More than most game genres, the RTS has developed its own lexicon over the years. To “one-A” in an RTS is to clump all the player’s units into a single control group, to press the “A” key and click on the map roughly at the enemy base location. This tells all the players’ units to move to the enemy’s base and attack every enemy along the way. It’s generally considered a noob strategy because the only skill involved is turtling (another RTS term) in one’s base long enough to amass an unstoppable army and jamming that army down the enemy’s throats. The strategy’s effectiveness is based on the opponent’s skill, as it it pretty much only works against an easier AI or a player that isn’t as good at turtling. It’s a blunt force strategy with no regard for each individual soldier and one that interestingly doesn’t really work in the RTS Tryst.
For all the game’s effort to be like StarCraft, one of the most unique things about Tryst is how valuable each individual unit is. Every single unit in the game has their own special ability, either an attack or some buff that helps surrounding friendly units. Coupled with the deep upgrade system that further personalizes an army, it makes each unit more individually competent and grants them a value beyond their cost in resources. On their own, each unit isn’t worth a whole lot, but even in small squads of five to ten, their worth begins to soar. Obviously, more troops are better, but in Tryst a handful of properly upgraded specialists deployed in a well executed attack can rip through an army twice its size or larger.
This doesn’t happen with the three race’s basic units in StarCraft.

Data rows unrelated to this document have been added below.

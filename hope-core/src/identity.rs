//! Identity types for HOPE entities

use chrono::{DateTime, Utc};
use uuid::Uuid;

/// Entity identifier using UUIDv7 for timestamp-sortable IDs.
/// UUIDv7 embeds a Unix timestamp, making IDs naturally sortable by creation time.
pub type EntityId = Uuid;

/// Timestamp type using UTC timezone.
pub type Timestamp = DateTime<Utc>;

// Per-entity ID aliases. Kept as aliases rather than newtypes so they read
// well in store signatures while staying interchangeable with raw Uuid keys.
pub type HouseholdId = EntityId;
pub type IndividualId = EntityId;
pub type RdiId = EntityId;
pub type ProgramId = EntityId;
pub type BusinessAreaId = EntityId;
pub type PaymentId = EntityId;
pub type PaymentPlanId = EntityId;
pub type RoleId = EntityId;
pub type SnapshotId = EntityId;

/// Lowercase hex SHA-1 digest (40 characters) persisted on payments
/// for tamper detection.
pub type SignatureHash = String;

/// Generate a new UUIDv7 EntityId (timestamp-sortable).
pub fn new_entity_id() -> EntityId {
    Uuid::now_v7()
}
use crate::core::lexer::Position;

/// Handle into the syntax tree's arena of nodes.
#[derive(Debug, Clone, Copy, PartialEq, Eq, Hash, PartialOrd, Ord)]
pub struct NodeId(pub(super) usize);

impl NodeId {
    pub fn index(&self) -> usize {
        self.0
    }
}

/// A lexical token promoted into the syntax tree: its source text and position.
///
/// Keyword text is stored lowercase; identifiers, literals, and delimiters keep
/// the text required to reproduce the source.
#[derive(Debug, Clone, PartialEq)]
pub struct Terminal {
    text: String,
    position: Position,
}

impl Terminal {
    pub fn new(text: String, position: Position) -> Self {
        Self {
            text: text,
            position: position,
        }
    }

    pub fn as_str(&self) -> &str {
        &self.text
    }

    pub fn locate(&self) -> &Position {
        &self.position
    }
}

impl std::fmt::Display for Terminal {
    fn fmt(&self, f: &mut std::fmt::Formatter<'_>) -> std::fmt::Result {
        write!(f, "{}", self.text)
    }
}

/// The value stored under one named field of a node.
#[derive(Debug, Clone)]
pub enum FieldValue {
    One(NodeId),
    Opt(Option<NodeId>),
    Many(Vec<NodeId>),
}

impl FieldValue {
    /// Flattens the field into its ordered handles.
    pub fn ids(&self) -> Vec<NodeId> {
        match self {
            Self::One(id) => vec![*id],
            Self::Opt(id) => id.iter().map(|i| *i).collect(),
            Self::Many(ids) => ids.clone(),
        }
    }

    pub fn is_list(&self) -> bool {
        match self {
            Self::Many(_) => true,
            _ => false,
        }
    }
}

/// A named field of a node along with its declared type, used by the tree
/// renderings and the generic traversals.
#[derive(Debug, Clone)]
pub struct Field {
    pub name: &'static str,
    pub decl: &'static str,
    pub value: FieldValue,
}

impl Field {
    pub fn new(name: &'static str, decl: &'static str, value: FieldValue) -> Self {
        Self {
            name: name,
            decl: decl,
            value: value,
        }
    }
}
#[cfg(test)]
mod test {
    use super::*;

    fn project_with_work() -> Project {
        let mut project = Project::new();
        project.add_library("work").unwrap();
        project
    }

    #[test]
    fn library_names_are_case_insensitive_and_unique() {
        let mut project = Project::new();
        project.add_library("Gates").unwrap();
        assert_eq!(
            project.add_library("gates").unwrap_err(),
            LibraryError::DuplicateLibrary("gates".to_string())
        );
        assert_eq!(project.get_library("GATES").is_ok(), true);
        assert_eq!(
            project.get_library("missing").unwrap_err(),
            LibraryError::UnknownLibrary("missing".to_string())
        );
    }

    #[test]
    fn minimal_entity_becomes_a_module() {
        let mut project = project_with_work();
        project
            .add_source(
                "work",
                &PathBuf::from("e.vhd"),
                "entity e is port (a : in std_logic); end entity;",
            )
            .unwrap();
        let lib = project.get_library("work").unwrap();
        assert_eq!(lib.get_modules().len(), 1);
        let module = lib.get_module("e").unwrap();
        assert_eq!(module.get_arch_name(), "");
        assert_eq!(module.get_files().len(), 1);
        let ports = module.get_ports();
        assert_eq!(ports.len(), 1);
        assert_eq!(ports[0].name, "a");
        assert_eq!(ports[0].dir, Dir::In);
        assert_eq!(ports[0].datatype, "std_logic");
        assert_eq!(ports[0].default, None);
        assert_eq!(ports[0].access, Access::Signal);
    }

    #[test]
    fn architecture_joins_its_entity() {
        let mut project = project_with_work();
        project
            .add_source(
                "work",
                &PathBuf::from("e.vhd"),
                "entity e is port (a : in std_logic); end entity;",
            )
            .unwrap();
        project
            .add_source(
                "work",
                &PathBuf::from("rtl.vhd"),
                "architecture rtl of e is begin end;",
            )
            .unwrap();
        let module = project.get_library("work").unwrap().get_module("e").unwrap();
        assert_eq!(module.get_arch_name(), "rtl");
        assert_eq!(module.get_files().len(), 2);
    }

    #[test]
    fn architecture_without_entity_is_rejected() {
        let mut project = project_with_work();
        let result = project.add_source(
            "work",
            &PathBuf::from("rtl.vhd"),
            "architecture rtl of ghost is begin end;",
        );
        assert_eq!(
            result.unwrap_err().to_string().contains("doesn't exist"),
            true
        );
    }

    #[test]
    fn second_architecture_is_rejected_and_first_kept() {
        let mut project = project_with_work();
        project
            .add_source("work", &PathBuf::from("e.vhd"), "entity e is end;")
            .unwrap();
        project
            .add_source(
                "work",
                &PathBuf::from("rtl.vhd"),
                "architecture rtl of e is begin end;",
            )
            .unwrap();
        let result = project.add_source(
            "work",
            &PathBuf::from("beh.vhd"),
            "architecture beh of e is begin end;",
        );
        assert_eq!(result.is_err(), true);
        let module = project.get_library("work").unwrap().get_module("E").unwrap();
        assert_eq!(module.get_arch_name(), "rtl");
    }

    #[test]
    fn duplicate_entity_is_rejected() {
        let mut project = project_with_work();
        project
            .add_source("work", &PathBuf::from("a.vhd"), "entity e is end;")
            .unwrap();
        let result = project.add_source("work", &PathBuf::from("b.vhd"), "entity E is end;");
        assert_eq!(
            result.unwrap_err().to_string().contains("already exists"),
            true
        );
    }

    #[test]
    fn package_with_generics_and_subprograms() {
        let mut project = project_with_work();
        project
            .add_source(
                "work",
                &PathBuf::from("p.vhd"),
                "package p is generic (n : integer := 8; type t); function f return t; end package;",
            )
            .unwrap();
        let lib = project.get_library("work").unwrap();
        let pkg = lib.get_package("p").unwrap().as_declared().unwrap();
        assert_eq!(pkg.has_body(), false);
        let params = pkg.get_parameters();
        assert_eq!(params.len(), 2);
        assert_eq!(
            params[0],
            InterfaceElement::Net(InterfaceNet {
                name: "n".to_string(),
                access: Access::Constant,
                datatype: "integer".to_string(),
                default: Some("8".to_string()),
                dir: Dir::In,
            })
        );
        assert_eq!(
            params[1],
            InterfaceElement::Type(InterfaceType {
                name: "t".to_string()
            })
        );
        let subprograms = pkg.get_subprograms();
        assert_eq!(subprograms.len(), 1);
        assert_eq!(subprograms[0].name, "f");
    }

    #[test]
    fn package_body_pairs_with_declaration() {
        let mut project = project_with_work();
        project
            .add_source(
                "work",
                &PathBuf::from("p.vhd"),
                "package p is end package; package body p is end package body;",
            )
            .unwrap();
        let lib = project.get_library("work").unwrap();
        let pkg = lib.get_package("p").unwrap().as_declared().unwrap();
        assert_eq!(pkg.has_body(), true);

        // a second body is one too many
        let result = project.add_source(
            "work",
            &PathBuf::from("pb.vhd"),
            "package body p is end package body;",
        );
        assert_eq!(result.unwrap_err().to_string().contains("already has"), true);
    }

    #[test]
    fn body_without_package_is_rejected() {
        let mut project = project_with_work();
        let result = project.add_source(
            "work",
            &PathBuf::from("pb.vhd"),
            "package body ghost is end package body;",
        );
        assert_eq!(
            result.unwrap_err().to_string().contains("doesn't exist"),
            true
        );
    }

    #[test]
    fn generic_package_instantiation() {
        let mut project = project_with_work();
        project
            .add_source(
                "work",
                &PathBuf::from("p.vhd"),
                "package p is generic (n : integer); end; package q is new work.p generic map (n => 16);",
            )
            .unwrap();
        let lib = project.get_library("work").unwrap();
        let inst = lib.get_package("q").unwrap().as_instanced().unwrap();
        let base = lib
            .get_package_by_id(inst.get_declaration())
            .unwrap()
            .as_declared()
            .unwrap();
        assert_eq!(base.get_name(), "p");
        assert_eq!(
            inst.get_mapping(),
            &vec![(MapKey::Formal("n".to_string()), "16".to_string())]
        );
    }

    #[test]
    fn instantiation_of_unknown_package_is_rejected() {
        let mut project = project_with_work();
        let result = project.add_source(
            "work",
            &PathBuf::from("q.vhd"),
            "package q is new work.ghost generic map (n => 16);",
        );
        assert_eq!(
            result.unwrap_err().to_string().contains("doesn't exist"),
            true
        );
    }

    #[test]
    fn empty_design_file_leaves_no_trace() {
        let mut project = project_with_work();
        project
            .add_source("work", &PathBuf::from("empty.vhd"), "")
            .unwrap();
        let lib = project.get_library("work").unwrap();
        assert_eq!(lib.get_modules().is_empty(), true);
        assert_eq!(lib.get_packages().is_empty(), true);
    }

    #[test]
    fn standard_libraries_preload() {
        let mut project = Project::new();
        project.add_standard_libraries().unwrap();
        let std_lib = project.get_library("std").unwrap();
        assert_eq!(std_lib.get_package("standard").is_some(), true);
        assert_eq!(std_lib.get_package("textio").is_some(), true);
        let ieee = project.get_library("ieee").unwrap();
        assert_eq!(ieee.get_package("std_logic_1164").is_some(), true);
        assert_eq!(ieee.get_package("NUMERIC_STD").is_some(), true);
    }
}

Zerglings work only in swarms. Terran marines advance like musket lines, clumping, firing, and dying en masse. Even commando drops reque at least fifteen disposable troops to be effective. Protoss zealots, while they’re individually more costly and effective than the other two race’s basic troops, have limited utility as slower moving, melee troops and become obsolete as more units open up later in the match. The basic units of StarCraft are designed to be disposable. We aren’t supposed to care about their loss. A swarm of zerglings can be easily replaced, the marines are fearless, drugged, lobotomized criminal psychopaths that would probably be better off as grease stains than left alive. The zealots proudly proclaim how they “long for combat” and how willing they are to give their lives for their home planet of Aiur. These soldiers want to die; they’re designed to.
The player isn’t supposed to care about a few dozen (or hundred) soldiers, if that player is playing right, more can be easily dispatched. Tryst doesn’t operate on this level. Because income is produced so much more slowly and the population cap is so much lower in Tryst than it is in StarCraft, every unit is important throughout the entire match. Units becomes more important as they become more specialized. The player/general doesn’t want to keep their troops alive because they all seem like really great guys (even though the campaign does offer a squad-based mission featuring some really great guys). They want to keep them alive for their strategic value.
It’s a great direction for an RTS to take. It’s great to want to keep every soldier under your command alive, even if for purely pragmatic purposes. It’s a new way to think of strategy. Each soldier isn’t a hero commanding extraordinary power as in games like League of Legends or WarCraft 3. But they aren’t a nameless, faceless grunt with almost as much value dead as alive as they are in StarCraft or even as the multiplayer characters that the player commands in Call of Duty or Battlefield. Rather, they’re a perfect compromise: trained experts with a specific combat role, each valuable to the effort.
There’s nothing wrong with StarCraft’s approach to strategy (I can’t count the number of zealots that I’ve thrown into an entrenched expansion just to free up supply and move an enemy out of position), but at the very least, it’s a great deal more callous than the warfare simulated in Tryst. For all that Tryst seems to want to be like StarCraft (and it really seems like it does), it takes a far more cerebral approach to army-building where the general has to maximize the use of every grunt under their command to win. But what’s most interesting about it is that it forces the player to care about those grunts without even making characters out of them.